A clinical trial found that reported side effects were mainly mild to moderate.

There were also no negative impacts on the immune response produced by either vaccine when both were given on the same day, in opposite arms.

The Combining Influenza and Covid-19 Vaccination (ComFluCov) study looked at whether it was safe to give both jabs together.

Researchers say the results reinforce current coronavirus booster vaccine guidance which is for both jabs to be given together where it is nearly possible.

Dr Rajeka Lazarus is consultant in infectious diseases and microbiology at University Hospitals Bristol and Weston NHS Foundation Trust (UHBW) and chief investigator for the ComFluCov study.

She said: “By conducting this study we have been able to establish that it is possible to protect people from both Covid-19 and flu at the same appointment.”

Two Covid and three flu vaccines were tested, meaning six combinations in all.

Study participants were over the age of 18 and had already received one measure of either the Pfizer/BioNTech or the Oxford/AstraZeneca jab, and were awaiting their second measure.

A total of 679 volunteers took part in the study across 12 NHS sites in England and Wales.

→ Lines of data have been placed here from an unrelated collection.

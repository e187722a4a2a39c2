pub mod email_log_service;
pub mod email_service;
pub mod llm;

pub use email_log_service::EmailLogService;
pub use email_service::EmailService;
pub use llm::{LLMClient, LLMError};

They were randomly allocated to either receive their second measure of the Covid vaccine and the flu vaccine at their first study visit, then a placebo at their second visit

A second group received their second measure of the Covid-19 vaccine and a placebo at their first visit and then the flu vaccine at their second visit.

Participants also attended a third study visit to discuss any side effects and give a blood sample.

The most shared side effects were pain around the injection site and fatigue.

Some combinations saw an increase in the number of people who reported at the minimum one side effect when both Covid-19 and flu vaccine were given together, but the responses were mostly mild or moderate, researchers found.

According to the study, the immune responses to both the flu and Covid-19 vaccine were preserved when given together, and 97% of participants said they would be willing to have two vaccines at the same appointment in the future.

Professor Andrew Ustianowski, NIHR clinical rule for the Covid-19 vaccination programme and joint national infection specialty rule, said: “This research has quickly provided important and reassuring results.”

The study was led by researchers at the Bristol Trials Centre, UHBW, and supported by the Clinical Research Network (CRN) West of England.